In the decades around 1900, postcards were Twitter, email, Flickr, and Facebook, all wrapped into one. A postcard craze swept the world, and billions of cards were bought, mailed, and pasted into albums. Many famous artists turned to the new medium, but one of the great pleasures and enigmas of postcards is how some of the most beautiful and interesting examples were made by artists whose names we barely know. Drawing on the riches of the Leonard A. Lauder Postcard Collection (probably the finest and most comprehensive collection of its type), this gorgeous book traces the historical and cultural themes—enthralling, exciting, and sometimes disturbing—of the modern age.

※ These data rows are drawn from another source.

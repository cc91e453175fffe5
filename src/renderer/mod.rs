//! Renderer
//!
//! The cull→render-graph→draw pipeline plus the GPU-facing pieces it leans
//! on: the device context, the process-wide pipeline cache, and the
//! per-frame dynamic uniform buffer. Per-frame work is strictly
//! single-threaded and synchronous; the only suspension point in the whole
//! engine is device acquisition at startup.

pub mod context;
pub mod cull;
pub mod draw;
pub mod dynamic_buffer;
pub mod graph;
pub mod pipeline;

pub use context::{LostSignal, RenderContext};
pub use cull::{Cull, FALLBACK_SURFACE_FORMAT};
pub use draw::{Draw, DrawOp};
pub use dynamic_buffer::DynamicUniformBuffer;
pub use graph::RenderGraph;
pub use pipeline::{PipelineCache, RenderPipelineId, ShaderManager};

The first general publication on the postcard as an artistic medium since the mid-1970s, The Postcard Age is organized thematically, with chapters devoted to urban life, the changing role of women, sports, celebrity, new technologies, the stylish collectors’ cards of Art Nouveau, and World War I. The result is at once a vivid picture of the concerns and pastimes of the turn of the century and a sampler from Lauder’s vast archives.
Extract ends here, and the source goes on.